## [What is required]
Please copy each line of the records below that includes the word "Debug".

## [Data provided]
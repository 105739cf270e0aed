//! Action vocabulary shared by the player and the environment.

use std::fmt;

use crate::board::{Board, Direction, Reward};

/// An action produced by an agent.
///
/// `None` means both "pass" and "episode over"; callers tell them apart from the
/// game state, not from the action.
#[derive(Clone, Copy, Debug, Default, PartialEq, Eq)]
pub enum Action {
    /// Slide every line in a direction.
    Slide(Direction),
    /// Put a tile of rank `tile` on the empty cell `pos`.
    Place { pos: usize, tile: u8 },
    /// No-op.
    #[default]
    None,
}

impl Action {
    /// Apply the action to a board.
    ///
    /// Returns the reward, or `None` when the action is illegal on this board or
    /// is the no-op.
    ///
    /// # Examples
    ///
    /// ```
    /// use tdl2048::action::Action;
    /// use tdl2048::board::{Board, Direction};
    ///
    /// let mut board = Board::new();
    /// assert_eq!(Action::Place { pos: 5, tile: 2 }.apply(&mut board), Some(0));
    /// assert_eq!(Action::Place { pos: 5, tile: 1 }.apply(&mut board), None);
    /// assert_eq!(Action::Slide(Direction::Left).apply(&mut board), Some(0));
    /// assert_eq!(board.get(4), 2);
    /// ```
    pub fn apply(&self, board: &mut Board) -> Option<Reward> {
        match *self {
            Action::Slide(dir) => board.slide(dir),
            Action::Place { pos, tile } => {
                if pos >= board.cells().len() || board.get(pos) != 0 {
                    return None;
                }
                board.set(pos, tile);
                Some(0)
            }
            Action::None => None,
        }
    }

    /// Direction of a slide action.
    #[inline]
    pub fn direction(&self) -> Option<Direction> {
        match *self {
            Action::Slide(dir) => Some(dir),
            _ => None,
        }
    }
}

impl fmt::Display for Action {
    fn fmt(&self, f: &mut fmt::Formatter<'_>) -> fmt::Result {
        match self {
            Action::Slide(dir) => write!(f, "#{}", dir),
            Action::Place { pos, tile } => write!(f, "{}@{}", tile, pos),
            Action::None => f.write_str("??"),
        }
    }
}
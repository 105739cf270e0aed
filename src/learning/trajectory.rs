//! Per-episode record of visited after-states.
//!
//! Record `k` holds the tuple indices of the after-state reached by move `k` and
//! the immediate reward of that move. The TD learner walks the records from the
//! last one back to the first.

use crate::pattern::NUM_TUPLES;

/// Typical episode length, used to preallocate.
const TYPICAL_EPISODE_MOVES: usize = 512;

/// One after-state of the episode.
#[derive(Clone, Copy, Debug, PartialEq)]
pub struct AfterstateRecord {
    /// Tuple indices of the after-state, one per weight table
    pub indices: [usize; NUM_TUPLES],
    /// Reward of the move that produced this after-state, without the value term
    pub reward: f32,
}

impl AfterstateRecord {
    pub fn new(indices: [usize; NUM_TUPLES], reward: f32) -> Self {
        Self { indices, reward }
    }
}

/// Ordered after-state records of the episode in flight.
#[derive(Clone, Debug, Default)]
pub struct Trajectory {
    records: Vec<AfterstateRecord>,
}

impl Trajectory {
    /// Empty trajectory with room for a typical episode.
    pub fn new() -> Self {
        Self::with_capacity(TYPICAL_EPISODE_MOVES)
    }

    pub fn with_capacity(capacity: usize) -> Self {
        Self {
            records: Vec::with_capacity(capacity),
        }
    }

    /// Append the record of the latest move.
    #[inline]
    pub fn push(&mut self, record: AfterstateRecord) {
        self.records.push(record);
    }

    #[inline]
    pub fn len(&self) -> usize {
        self.records.len()
    }

    #[inline]
    pub fn is_empty(&self) -> bool {
        self.records.is_empty()
    }

    /// Records, oldest first.
    #[inline]
    pub fn records(&self) -> &[AfterstateRecord] {
        &self.records
    }

    /// Most recent record.
    #[inline]
    pub fn last(&self) -> Option<&AfterstateRecord> {
        self.records.last()
    }

    /// Records, most recent first.
    pub fn iter_rev(&self) -> impl Iterator<Item = &AfterstateRecord> {
        self.records.iter().rev()
    }

    /// Sum of move rewards.
    pub fn total_reward(&self) -> f32 {
        self.records.iter().map(|r| r.reward).sum()
    }

    /// Drop every record, keeping the allocation.
    pub fn clear(&mut self) {
        self.records.clear();
    }
}

#[cfg(test)]
mod tests {
    use super::*;

    #[test]
    fn test_new_is_empty() {
        let trajectory = Trajectory::new();
        assert!(trajectory.is_empty());
        assert_eq!(trajectory.len(), 0);
        assert!(trajectory.last().is_none());
    }

    #[test]
    fn test_push_and_reverse_order() {
        let mut trajectory = Trajectory::new();
        for k in 0..3 {
            trajectory.push(AfterstateRecord::new([k; NUM_TUPLES], k as f32));
        }

        assert_eq!(trajectory.len(), 3);
        assert_eq!(trajectory.last().map(|r| r.indices[0]), Some(2));

        let rewards: Vec<f32> = trajectory.iter_rev().map(|r| r.reward).collect();
        assert_eq!(rewards, vec![2.0, 1.0, 0.0]);
        assert_eq!(trajectory.total_reward(), 3.0);
    }

    #[test]
    fn test_clear_keeps_capacity() {
        let mut trajectory = Trajectory::with_capacity(16);
        trajectory.push(AfterstateRecord::new([0; NUM_TUPLES], 3.0));
        trajectory.clear();
        assert!(trajectory.is_empty());
        assert!(trajectory.records.capacity() >= 16);
    }
}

## [Response to this task]
#[derive(Clone, Copy, Debug, Default, PartialEq, Eq)]
#[derive(Clone, Copy, Debug, PartialEq)]
#[derive(Clone, Debug, Default)]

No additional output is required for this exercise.